5) River banks: sandy piayas on both sides of the river Manu and Quebrada Pachija (tributano of the northeast margin of the Manu, c 5 km upstream of Pakitza). We put some nets in the same channel of the rivers.
Methods
In Pakitza we captured bats in different 1987, from September 5 to 24, 1988, from October 31 to November 15 1990 and from 13 February to 9 March 1992. The capture effort in each habitat .Every month was 1 – 10 nights. Although in all the samples we use networks Of fog placed in the undergrowth (0.5 – 5 m), in the months of November, and 594 .Diversity and Ecology of the Chiroptera in Pakitza February – March we use some networks located at levels of their forest canopy (5 -> 20 m). Some specimens were collected annually in daytime shelters. Networks open at 5:30 p.m. and closed at 6 p.m. were reviewed every 30 min. The captured bats were kept in individual canvas bags, identified measured (forearm length weight). Reproductive condition Of the females (pregnant or lacquered) was determined by external examination. The study specimens of each species were preserved and deposited in the Collections of the Natural Museum of the National Major University of San Marcos in Lima, Peru, and in the National Museum of Natural History of Washington, D.C., U.S.A. Faecal samples collected during the November, and February – March, samplings were extracted from the canvas bags and placed in paper sachets, dried and stored until analysis.
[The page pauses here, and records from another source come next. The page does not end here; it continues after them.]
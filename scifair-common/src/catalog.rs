//! Canned guidance keyed by project category
//!
//! Project categories are free text written by the advisor ("Biology",
//! "Environmental Chemistry", ...). They are classified once into a closed
//! [`Category`] and every lookup is an exhaustive match, with `Unknown`
//! carrying the general-purpose content.

use serde::Serialize;

/// Category tags that have dedicated content
#[derive(Debug, Clone, Copy, PartialEq, Eq, Serialize)]
#[serde(rename_all = "snake_case")]
pub enum Category {
    Chemistry,
    Biology,
    Physics,
    Unknown,
}

impl Category {
    /// Classify a free-text category (case-insensitive substring match)
    pub fn classify(label: &str) -> Self {
        let label = label.to_lowercase();
        if label.contains("chemistry") {
            Category::Chemistry
        } else if label.contains("biology") {
            Category::Biology
        } else if label.contains("physics") {
            Category::Physics
        } else {
            Category::Unknown
        }
    }

    pub fn safety_tips(self) -> &'static [&'static str] {
        match self {
            Category::Chemistry => &[
                "Always wear safety goggles",
                "Use gloves when handling chemicals",
                "Work in a well-ventilated area",
                "Ask an adult for supervision",
            ],
            Category::Biology => &[
                "Wash hands before and after",
                "Keep your workspace clean",
                "Use proper disposal methods",
                "Be gentle with living things",
            ],
            Category::Physics => &[
                "Protect your eyes during light experiments",
                "Be careful with moving parts",
                "Keep water away from electronics",
                "Use tools properly",
            ],
            Category::Unknown => &[
                "Always work with adult supervision",
                "Keep your workspace tidy",
                "Follow all safety instructions carefully",
                "Ask questions if you're unsure",
            ],
        }
    }

    pub fn fun_facts(self) -> &'static [&'static str] {
        match self {
            Category::Chemistry => &[
                "Did you know? Diamonds and pencil lead are made of the same element - Carbon!",
                "The only letter not in the periodic table is the letter 'J'!",
            ],
            Category::Biology => &[
                "Your body has enough DNA to stretch from the Earth to the Sun and back 600 times!",
                "A honeybee has to visit about 1,500 flowers to make one teaspoon of honey!",
            ],
            Category::Physics => &[
                "Lightning strikes the Earth about 100 times every second!",
                "Sound travels about 4.3 times faster in water than in air!",
            ],
            Category::Unknown => &[
                "Scientists estimate there are over 100 billion galaxies in the universe!",
                "The average human brain has about 100 billion neurons!",
            ],
        }
    }

    /// Extra tutorial step inserted before "Conduct Your Experiment"
    fn specialized_step(self) -> Option<TutorialStep> {
        match self {
            Category::Biology => Some(TutorialStep::new(
                "Observe Biological Changes",
                "Monitor living organisms or biological processes",
                &[
                    "Observe and document changes at regular intervals",
                    "Take careful measurements of growth or other biological processes",
                    "Note environmental conditions that might affect your specimens",
                    "Keep living specimens in appropriate conditions",
                    "Be patient - biological processes often take time",
                ],
            )),
            Category::Chemistry => Some(TutorialStep::new(
                "Perform Chemical Reactions",
                "Safely conduct chemical procedures",
                &[
                    "Double-check safety precautions before mixing any chemicals",
                    "Add chemicals in the correct order and amounts",
                    "Note color changes, temperature changes, or gas formation",
                    "Allow sufficient time for reactions to complete",
                    "Dispose of all chemicals properly according to safety guidelines",
                ],
            )),
            Category::Physics | Category::Unknown => None,
        }
    }
}

/// One expandable step of the project tutorial
#[derive(Debug, Clone, PartialEq, Eq, Serialize)]
pub struct TutorialStep {
    pub title: String,
    pub description: String,
    pub details: Vec<String>,
}

impl TutorialStep {
    fn new(title: impl Into<String>, description: &str, details: &[&str]) -> Self {
        Self {
            title: title.into(),
            description: description.to_string(),
            details: details.iter().map(|d| d.to_string()).collect(),
        }
    }
}

/// One phase of the general "how a science project works" overview
#[derive(Debug, Clone, PartialEq, Eq, Serialize)]
pub struct GuidePhase {
    pub title: &'static str,
    pub summary: &'static str,
}

/// Step-by-step tutorial for a project with the given free-text category
pub fn tutorial(category_label: &str) -> Vec<TutorialStep> {
    let mut steps = vec![
        TutorialStep::new(
            "Set Up Your Workspace",
            "Prepare a clean area to work on your project",
            &[
                "Find a flat, stable surface with plenty of room to work",
                "Gather all your materials and tools in one place",
                "Put down protective covering if needed (newspaper, plastic sheet)",
                "Make sure you have good lighting",
                "Have a notebook ready to write down observations",
            ],
        ),
        TutorialStep::new(
            "Prepare Your Materials",
            "Get your materials ready for the experiment",
            &[
                "Carefully read through all instructions before starting",
                "Measure and prepare any substances you'll be using",
                "Label containers clearly if needed",
                "Put on any required safety equipment (gloves, goggles)",
                "Take 'before' photos if you want to document your process",
            ],
        ),
        TutorialStep::new(
            format!("Set Up Your {} Experiment", category_label),
            "Arrange your materials according to your plan",
            &[
                "Set up your experiment exactly as described in your plan",
                "Create your control group if applicable",
                "Make sure all variables except the one you're testing remain constant",
                "Double-check your setup against your hypothesis",
                "Take photos of your initial setup for documentation",
            ],
        ),
        TutorialStep::new(
            "Conduct Your Experiment",
            "Follow your procedure carefully",
            &[
                "Follow each step in your planned procedure",
                "Record observations as you go - what do you see happening?",
                "Take measurements at consistent intervals",
                "Note any unexpected results or surprises",
                "Repeat trials multiple times if possible for more reliable results",
            ],
        ),
        TutorialStep::new(
            "Record Your Data",
            "Document all your results",
            &[
                "Create tables for your numerical data",
                "Write detailed descriptions of what you observed",
                "Take 'after' photos to document results",
                "Be honest about all results, even if they weren't what you expected",
                "Look for patterns or trends in your data",
            ],
        ),
        TutorialStep::new(
            "Analyze Your Results",
            "Make sense of what happened",
            &[
                "Compare your results to your original hypothesis",
                "Calculate averages or other statistics if relevant",
                "Create graphs or charts to visualize your data",
                "Think about possible sources of error",
                "Draw conclusions based on your evidence",
            ],
        ),
        TutorialStep::new(
            "Present Your Findings",
            "Share what you learned",
            &[
                "Create a display board with clear sections",
                "Include your question, hypothesis, procedure, and results",
                "Add photos, graphs, and other visuals",
                "Prepare a short verbal explanation of your project",
                "Practice answering questions about your methods and conclusions",
            ],
        ),
    ];

    if let Some(step) = Category::classify(category_label).specialized_step() {
        steps.insert(3, step);
    }

    steps
}

/// Plan / Experiment / Learn overview shown above every project
pub fn project_guide() -> [GuidePhase; 3] {
    [
        GuidePhase {
            title: "Step 1: Plan",
            summary: "Review your hypothesis and gather the listed materials before you start.",
        },
        GuidePhase {
            title: "Step 2: Experiment",
            summary: "Follow your procedure, record lab notes and log every measurement.",
        },
        GuidePhase {
            title: "Step 3: Learn",
            summary: "Analyze your results, compare them with your hypothesis and present your findings.",
        },
    ]
}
In the laboratory, these samples were rehydrated and examined under a stereoscope microscope, recognizing remains of insects, pollen grains, vegetable pulp or seeds. The latter were separated and identified by comparison with the Reference Collection of the Seed Dispersion Project of the Research Center of the Peruvian Amazon Research Institute (HAP), Iquitos, Peru. Similarly, we record the time and habitat of each captured individual. In the November sampling, and February-March, the capture height in the network was also included. Proofs, (Sokal and Rohlf, 1969) were used in the analysis of habitat use, vertical stratification, and nocturnal activity of species with more than 10 individuals captured in order to discriminate random distributions .
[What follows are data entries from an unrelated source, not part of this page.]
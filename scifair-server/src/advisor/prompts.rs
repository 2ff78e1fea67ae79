//! Prompt templates

use super::AgeGroup;
use scifair_common::models::{ExperimentResults, Project};

pub(super) const GENERATE_SYSTEM: &str = r#"You are a science fair project advisor. Generate creative and educational project ideas based on student interests.
Return the response as a JSON object with exactly this structure:
{
  "title": "Project title",
  "description": "Brief project description",
  "category": "Project category (e.g., Biology, Physics, Chemistry, etc.)",
  "hypothesis": "Scientific hypothesis to test",
  "materials": ["Array of required materials"]
}"#;

pub(super) const ANALYZE_DATA_SYSTEM: &str = r#"You are a scientific data analyst assistant. Analyze experimental data and provide insights and recommendations in a clear, concise format.
Return the response as a JSON object with exactly two string fields:
{
  "insights": "Statistical analysis, patterns and correlations found in the data",
  "recommendations": "Suggestions for improvement and future experiments"
}"#;

pub(super) const PLAN_SYSTEM: &str = "You are a scientific experiment planning assistant. Help design detailed experiment procedures that are safe, practical, and scientifically sound for science fair projects.";

pub(super) const ANALYZE_PROJECT_SYSTEM: &str = "You are a science fair mentor. Review a student's project design and lab notes and give encouraging, specific suggestions to strengthen it.";

pub(super) const RESEARCH_SYSTEM: &str = "You are a research assistant for student science fair projects. Answer scientific questions accurately, at a level a student can follow, and suggest where to learn more.";

pub(super) fn generate_user(interests: &str, age_group: Option<AgeGroup>) -> String {
    match age_group {
        Some(group) => format!(
            "Generate a science fair project idea related to: {}\nThe project should be suitable for {}.",
            interests,
            group.audience()
        ),
        None => format!("Generate a science fair project idea related to: {}", interests),
    }
}

pub(super) fn analyze_data_user(project_title: &str, results: &ExperimentResults) -> String {
    let data_points = results
        .iter()
        .map(|(name, value)| format!("{}: {}", name, value))
        .collect::<Vec<_>>()
        .join("\n");

    format!(
        "Please analyze this experimental data for the project \"{}\":\n\n\
         Data points:\n{}\n\n\
         Cover statistical analysis, pattern identification, potential correlations, \
         suggestions for improvement and recommendations for future experiments.",
        project_title, data_points
    )
}

fn project_summary(project: &Project) -> String {
    format!(
        "Title: {}\nDescription: {}\nHypothesis: {}\nAvailable Materials: {}",
        project.title,
        project.description,
        project.hypothesis.as_deref().unwrap_or("Not specified"),
        project.materials.join(", ")
    )
}

pub(super) fn plan_user(project: &Project) -> String {
    format!(
        "Please create a detailed experiment plan for this project:\n\n{}\n\n\
         Please provide:\n\
         1. Step-by-step experimental procedure\n\
         2. List of control and test variables\n\
         3. Data collection methods and measurements\n\
         4. Timeline and schedule recommendations\n\
         5. Suggested data visualization methods\n\
         6. Safety considerations and precautions\n\
         7. Tips for maintaining experimental consistency",
        project_summary(project)
    )
}

pub(super) fn analyze_project_user(project: &Project) -> String {
    let notes = if project.observation_notes.is_empty() {
        "No observations recorded yet.".to_string()
    } else {
        project
            .observation_notes
            .iter()
            .map(|note| format!("- {}", note))
            .collect::<Vec<_>>()
            .join("\n")
    };

    format!(
        "Please review this science fair project:\n\n{}\nCategory: {}\n\nLab notes:\n{}\n\n\
         Point out strengths, weaknesses in the experimental design, and concrete next steps.",
        project_summary(project),
        project.category,
        notes
    )
}

pub(super) fn research_user(project: &Project, question: &str) -> String {
    format!(
        "Project: {}\nDescription: {}\n\nQuestion: {}",
        project.title, project.description, question
    )
}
MANU NATIONAL PARK RESERVE CENTER .

The Manu Biosphere Reserve is one of the most pristine areas  of wildlife   the Amazon Peru  this  find  in the  Manu River  in the park, No activities are performed as  hunting or fishing. This Reserve is very strictly controlled and visitors are only allows them with their tickets and the guides with their professional card especially with its operator agency of the Manu National Reserve. Where all the time will be with your guide from your departure from the city of Cusco until your return to the city of Cusco .Tours to reserve Manu national park must be organized in advance, To have not have any problems with your fixed departures to the Manu tour .The Manu  National Park Reserve  Center ( Biosphere ) consists of three zones .

LOCATION EXTENSION AND ZONES OF THE MANU NATIONAL PARK.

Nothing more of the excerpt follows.